▶ [WHAT THE TASK REQUIRES]: Could you please return each line of the data that has the word "derive"?

▶ [PROVIDED DATA]:
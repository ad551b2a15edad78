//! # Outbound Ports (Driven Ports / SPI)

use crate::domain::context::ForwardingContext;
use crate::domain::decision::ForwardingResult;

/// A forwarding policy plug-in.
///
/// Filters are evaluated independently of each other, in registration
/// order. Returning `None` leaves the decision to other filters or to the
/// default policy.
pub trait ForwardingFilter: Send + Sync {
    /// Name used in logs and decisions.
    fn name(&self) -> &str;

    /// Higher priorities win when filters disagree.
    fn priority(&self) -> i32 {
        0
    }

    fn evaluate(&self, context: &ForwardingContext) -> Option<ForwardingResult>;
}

---

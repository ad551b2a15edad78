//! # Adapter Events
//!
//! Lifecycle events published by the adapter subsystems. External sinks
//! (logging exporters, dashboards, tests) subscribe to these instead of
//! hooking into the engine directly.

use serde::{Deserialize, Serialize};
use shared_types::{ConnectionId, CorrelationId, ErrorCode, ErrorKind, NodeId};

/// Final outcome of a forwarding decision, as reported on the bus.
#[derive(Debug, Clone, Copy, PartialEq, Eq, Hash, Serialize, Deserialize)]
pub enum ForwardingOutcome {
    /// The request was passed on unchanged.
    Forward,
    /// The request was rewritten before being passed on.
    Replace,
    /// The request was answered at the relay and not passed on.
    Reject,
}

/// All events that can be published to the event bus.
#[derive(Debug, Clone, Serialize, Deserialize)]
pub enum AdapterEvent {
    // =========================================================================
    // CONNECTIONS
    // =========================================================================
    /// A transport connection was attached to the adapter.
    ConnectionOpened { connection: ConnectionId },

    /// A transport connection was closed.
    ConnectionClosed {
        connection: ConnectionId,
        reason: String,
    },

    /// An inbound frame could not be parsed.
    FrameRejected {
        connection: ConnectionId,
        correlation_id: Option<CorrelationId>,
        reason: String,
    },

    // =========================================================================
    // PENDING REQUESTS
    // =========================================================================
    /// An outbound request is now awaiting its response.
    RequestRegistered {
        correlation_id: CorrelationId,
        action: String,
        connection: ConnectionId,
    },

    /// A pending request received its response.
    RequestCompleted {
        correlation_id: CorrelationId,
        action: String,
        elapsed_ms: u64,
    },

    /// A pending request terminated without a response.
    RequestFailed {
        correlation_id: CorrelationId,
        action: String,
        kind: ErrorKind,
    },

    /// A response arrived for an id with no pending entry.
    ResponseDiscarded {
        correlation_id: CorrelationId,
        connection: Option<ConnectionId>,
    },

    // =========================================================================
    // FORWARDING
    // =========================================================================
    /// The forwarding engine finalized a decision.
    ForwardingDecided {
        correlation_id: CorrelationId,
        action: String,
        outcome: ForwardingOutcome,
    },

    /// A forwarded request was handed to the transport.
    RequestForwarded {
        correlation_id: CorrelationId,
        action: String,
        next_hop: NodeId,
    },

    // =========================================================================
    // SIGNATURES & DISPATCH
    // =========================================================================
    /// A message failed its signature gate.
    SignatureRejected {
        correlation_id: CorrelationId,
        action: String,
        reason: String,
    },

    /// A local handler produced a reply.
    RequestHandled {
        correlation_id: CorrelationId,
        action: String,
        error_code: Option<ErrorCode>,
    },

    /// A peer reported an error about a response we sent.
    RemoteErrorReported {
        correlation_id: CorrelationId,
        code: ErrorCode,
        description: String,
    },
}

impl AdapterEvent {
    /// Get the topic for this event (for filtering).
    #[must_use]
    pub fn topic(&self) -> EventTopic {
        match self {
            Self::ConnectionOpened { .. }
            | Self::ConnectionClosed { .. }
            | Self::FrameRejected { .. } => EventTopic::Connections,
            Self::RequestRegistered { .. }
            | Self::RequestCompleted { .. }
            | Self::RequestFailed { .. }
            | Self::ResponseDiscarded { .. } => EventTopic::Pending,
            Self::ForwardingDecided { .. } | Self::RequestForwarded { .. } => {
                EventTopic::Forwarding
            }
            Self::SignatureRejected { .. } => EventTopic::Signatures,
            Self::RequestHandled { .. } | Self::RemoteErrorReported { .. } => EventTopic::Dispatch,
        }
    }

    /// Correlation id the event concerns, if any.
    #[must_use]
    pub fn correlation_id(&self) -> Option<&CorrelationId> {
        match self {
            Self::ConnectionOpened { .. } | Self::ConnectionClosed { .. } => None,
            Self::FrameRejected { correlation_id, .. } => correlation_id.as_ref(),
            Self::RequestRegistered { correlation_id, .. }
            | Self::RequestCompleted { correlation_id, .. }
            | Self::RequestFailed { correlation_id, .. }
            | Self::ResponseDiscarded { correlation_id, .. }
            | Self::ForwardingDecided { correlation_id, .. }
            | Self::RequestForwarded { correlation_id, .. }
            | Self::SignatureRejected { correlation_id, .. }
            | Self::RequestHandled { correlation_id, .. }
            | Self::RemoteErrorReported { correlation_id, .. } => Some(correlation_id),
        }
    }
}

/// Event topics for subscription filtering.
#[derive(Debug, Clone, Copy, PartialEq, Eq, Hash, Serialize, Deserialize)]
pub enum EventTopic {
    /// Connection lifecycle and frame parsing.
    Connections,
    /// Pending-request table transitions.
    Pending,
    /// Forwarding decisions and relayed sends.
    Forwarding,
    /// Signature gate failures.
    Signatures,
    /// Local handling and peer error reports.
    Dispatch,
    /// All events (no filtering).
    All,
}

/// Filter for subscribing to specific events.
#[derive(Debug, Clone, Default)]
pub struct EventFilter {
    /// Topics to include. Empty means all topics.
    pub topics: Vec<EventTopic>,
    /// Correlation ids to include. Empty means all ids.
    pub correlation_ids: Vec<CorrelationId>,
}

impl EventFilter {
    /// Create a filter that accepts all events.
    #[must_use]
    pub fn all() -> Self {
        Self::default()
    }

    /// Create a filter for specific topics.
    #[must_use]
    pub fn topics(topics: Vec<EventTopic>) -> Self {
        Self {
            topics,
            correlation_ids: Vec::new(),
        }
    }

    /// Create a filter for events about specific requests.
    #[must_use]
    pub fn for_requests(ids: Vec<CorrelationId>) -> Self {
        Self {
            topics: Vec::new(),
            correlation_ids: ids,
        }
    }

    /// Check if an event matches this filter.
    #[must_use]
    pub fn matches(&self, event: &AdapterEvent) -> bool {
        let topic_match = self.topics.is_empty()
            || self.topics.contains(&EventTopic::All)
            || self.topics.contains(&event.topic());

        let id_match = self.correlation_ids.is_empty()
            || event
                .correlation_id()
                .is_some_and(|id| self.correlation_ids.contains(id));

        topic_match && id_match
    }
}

==

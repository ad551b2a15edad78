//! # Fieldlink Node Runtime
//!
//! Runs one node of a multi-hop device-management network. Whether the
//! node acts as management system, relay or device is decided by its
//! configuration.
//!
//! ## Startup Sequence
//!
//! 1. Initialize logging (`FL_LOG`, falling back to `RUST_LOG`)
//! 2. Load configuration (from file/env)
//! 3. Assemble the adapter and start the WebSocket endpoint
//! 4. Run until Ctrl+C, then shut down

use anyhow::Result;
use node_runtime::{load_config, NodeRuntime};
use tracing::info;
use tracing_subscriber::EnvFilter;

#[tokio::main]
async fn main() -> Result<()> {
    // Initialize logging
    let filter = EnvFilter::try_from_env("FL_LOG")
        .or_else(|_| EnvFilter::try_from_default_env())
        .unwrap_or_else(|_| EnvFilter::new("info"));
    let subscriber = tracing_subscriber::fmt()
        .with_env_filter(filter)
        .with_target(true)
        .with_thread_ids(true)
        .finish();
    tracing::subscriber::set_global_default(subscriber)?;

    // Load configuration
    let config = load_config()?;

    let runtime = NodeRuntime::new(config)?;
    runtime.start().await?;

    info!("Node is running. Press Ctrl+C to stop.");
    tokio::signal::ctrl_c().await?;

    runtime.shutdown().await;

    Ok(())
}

▶ [OUTPUT BELOW]:
#[derive(Debug, Clone, Copy, PartialEq, Eq, Hash, Serialize, Deserialize)]
#[derive(Debug, Clone, Serialize, Deserialize)]
#[derive(Debug, Clone, Copy, PartialEq, Eq, Hash, Serialize, Deserialize)]
#[derive(Debug, Clone, Default)]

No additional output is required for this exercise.